-- Opening Marker --

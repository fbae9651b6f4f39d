//! PowerHit CLI - Headless driver for the storefront cart and listing.
//!
//! # Usage
//!
//! ```bash
//! # Add a product from the catalog to the cart
//! powerhit cart add --id 1
//!
//! # Add an arbitrary line
//! powerhit cart add --id grip-tape --name "Grip Tape" --price 4.99 --image grip.png
//!
//! # Change a quantity (negative deltas remove at zero)
//! powerhit cart update --id 1 --delta -1
//!
//! # Show the cart or the checkout summary
//! powerhit cart show
//! powerhit cart checkout
//!
//! # Browse the listing
//! powerhit products list --category bats
//! powerhit products list --search willow
//! ```
//!
//! The cart lives in `<storage-dir>/<storage-key>.json` and is shared by
//! every invocation. Logs go to stderr; set `RUST_LOG` to adjust and
//! `POWERHIT_LOG_FORMAT=json` for JSON lines.

#![cfg_attr(not(test), forbid(unsafe_code))]

use std::path::PathBuf;

use clap::{Parser, Subcommand};
use powerhit_core::ProductId;
use rust_decimal::Decimal;
use tracing_subscriber::EnvFilter;
use tracing_subscriber::layer::SubscriberExt;
use tracing_subscriber::util::SubscriberInitExt;

mod commands;

#[derive(Parser)]
#[command(name = "powerhit")]
#[command(author, version, about = "PowerHit storefront tools")]
struct Cli {
    /// Directory holding the cart slot (overrides `POWERHIT_STORAGE_DIR`)
    #[arg(long, global = true)]
    storage_dir: Option<PathBuf>,

    /// Product listing JSON (overrides `POWERHIT_CATALOG_PATH`)
    #[arg(long, global = true)]
    catalog: Option<PathBuf>,

    #[command(subcommand)]
    command: Commands,
}

#[derive(Subcommand)]
enum Commands {
    /// Manage the cart
    Cart {
        #[command(subcommand)]
        action: CartAction,
    },
    /// Browse the product listing
    Products {
        #[command(subcommand)]
        action: ProductsAction,
    },
}

#[derive(Subcommand)]
enum CartAction {
    /// Add one unit of a product
    Add {
        /// Product id (number or handle)
        #[arg(long)]
        id: ProductId,

        /// Display name (looked up in the catalog when omitted)
        #[arg(long)]
        name: Option<String>,

        /// Unit price (looked up in the catalog when omitted)
        #[arg(long, allow_hyphen_values = true)]
        price: Option<Decimal>,

        /// Image reference
        #[arg(long)]
        image: Option<String>,
    },
    /// Remove a product's line
    Remove {
        #[arg(long)]
        id: ProductId,
    },
    /// Change a line's quantity by a delta
    Update {
        #[arg(long)]
        id: ProductId,

        #[arg(long, allow_hyphen_values = true)]
        delta: i64,
    },
    /// Print the cart
    Show,
    /// Empty the cart
    Clear,
    /// Print the order summary with shipping
    Checkout,
}

#[derive(Subcommand)]
enum ProductsAction {
    /// List products, optionally filtered
    List {
        /// Category tag (`all` for everything)
        #[arg(long)]
        category: Option<String>,

        /// Case-insensitive name/category search
        #[arg(long)]
        search: Option<String>,
    },
}

fn main() {
    let env_filter = EnvFilter::try_from_default_env()
        .unwrap_or_else(|_| "powerhit=info,powerhit_storefront=info".into());

    // JSON lines when POWERHIT_LOG_FORMAT=json, human-readable otherwise
    let json = std::env::var("POWERHIT_LOG_FORMAT").is_ok_and(|format| format == "json");
    let json_layer = json.then(|| {
        tracing_subscriber::fmt::layer()
            .json()
            .flatten_event(true)
            .with_writer(std::io::stderr)
    });
    let text_layer = (!json).then(|| tracing_subscriber::fmt::layer().with_writer(std::io::stderr));

    tracing_subscriber::registry()
        .with(env_filter)
        .with(json_layer)
        .with(text_layer)
        .init();

    let cli = Cli::parse();

    if let Err(e) = run(cli) {
        tracing::error!("Command failed: {e}");
        std::process::exit(1);
    }
}

fn run(cli: Cli) -> Result<(), commands::CommandError> {
    let mut config = powerhit_storefront::config::StorefrontConfig::from_env()?;
    if let Some(dir) = cli.storage_dir {
        config.storage_dir = dir;
    }
    if let Some(catalog) = cli.catalog {
        config.catalog_path = catalog;
    }

    let mut out = std::io::stdout().lock();

    match cli.command {
        Commands::Cart { action } => match action {
            CartAction::Add {
                id,
                name,
                price,
                image,
            } => commands::cart::add(
                &config,
                &mut out,
                commands::cart::NewLine {
                    id,
                    name,
                    price,
                    image,
                },
            )?,
            CartAction::Remove { id } => commands::cart::remove(&config, &mut out, &id)?,
            CartAction::Update { id, delta } => {
                commands::cart::update(&config, &mut out, &id, delta)?;
            }
            CartAction::Show => commands::cart::show(&config, &mut out)?,
            CartAction::Clear => commands::cart::clear(&config, &mut out)?,
            CartAction::Checkout => commands::cart::checkout(&config, &mut out)?,
        },
        Commands::Products { action } => match action {
            ProductsAction::List { category, search } => commands::products::list(
                &config,
                &mut out,
                category.as_deref(),
                search.as_deref(),
            )?,
        },
    }
    Ok(())
}
//! Integration tests for the product listing loaded from disk.

#![allow(clippy::unwrap_used)]

use powerhit_core::{CurrencyCode, ProductId};
use powerhit_integration_tests::TempDir;
use powerhit_storefront::catalog::{CatalogError, CategoryFilter, ProductListing};
use powerhit_storefront::views::ProductGridTemplate;
use rust_decimal::Decimal;

fn visible_ids(listing: &ProductListing) -> Vec<String> {
    listing.visible_products().map(|p| p.id.to_string()).collect()
}

#[test]
fn test_load_from_file() {
    let dir = TempDir::new();
    let listing = ProductListing::load(&dir.write_catalog()).unwrap();

    assert_eq!(listing.products().len(), 5);
    assert_eq!(listing.categories(), ["bats", "balls", "protection"]);
    assert_eq!(
        listing.product(&ProductId::from(2)).unwrap().price,
        Decimal::new(895, 1)
    );
    assert_eq!(
        listing.product(&ProductId::from("helmet-pro")).unwrap().name,
        "Pro Helmet"
    );
}

#[test]
fn test_missing_file() {
    let dir = TempDir::new();
    let err = ProductListing::load(&dir.path().join("absent.json")).unwrap_err();
    assert!(matches!(err, CatalogError::Io { .. }));
}

#[test]
fn test_malformed_file() {
    let dir = TempDir::new();
    let path = dir.path().join("catalog.json");
    std::fs::write(&path, r#"[{"id": 1, "name": "Bat"}]"#).unwrap();
    assert!(matches!(
        ProductListing::load(&path).unwrap_err(),
        CatalogError::Parse(_)
    ));
}

#[test]
fn test_filter_is_exact_and_search_is_not() {
    let mut listing = powerhit_integration_tests::catalog();

    listing.filter(CategoryFilter::parse("Bats"));
    assert!(visible_ids(&listing).is_empty());

    listing.search("BATS");
    assert_eq!(visible_ids(&listing), ["1", "2"]);

    listing.search("");
    assert_eq!(visible_ids(&listing).len(), 5);
}

#[test]
fn test_grid_renders_visible_products() {
    let mut listing = powerhit_integration_tests::catalog();
    listing.filter(CategoryFilter::parse("protection"));

    let template = ProductGridTemplate::from_listing(&listing, CurrencyCode::GBP);
    assert_eq!(template.active, "protection");
    let prices: Vec<_> = template.products.iter().map(|p| p.price.as_str()).collect();
    assert_eq!(prices, ["£34.99", "£75.00"]);
}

-- Closing Marker --

### Your instructions:
Take the first line of the material above as the start and the line that contains "is shared by" as the end. Output only that span, every line exactly as it stands.

### Answer for the task:
repository fbae9651b6f4f39d
//! PowerHit CLI - Headless driver for the storefront cart and listing.
//!
//! # Usage
//!
//! ```bash
//! # Add a product from the catalog to the cart
//! powerhit cart add --id 1
//!
//! # Add an arbitrary line
//! powerhit cart add --id grip-tape --name "Grip Tape" --price 4.99 --image grip.png
//!
//! # Change a quantity (negative deltas remove at zero)
//! powerhit cart update --id 1 --delta -1
//!
//! # Show the cart or the checkout summary
//! powerhit cart show
//! powerhit cart checkout
//!
//! # Browse the listing
//! powerhit products list --category bats
//! powerhit products list --search willow
//! ```
//!
//! The cart lives in `<storage-dir>/<storage-key>.json` and is shared by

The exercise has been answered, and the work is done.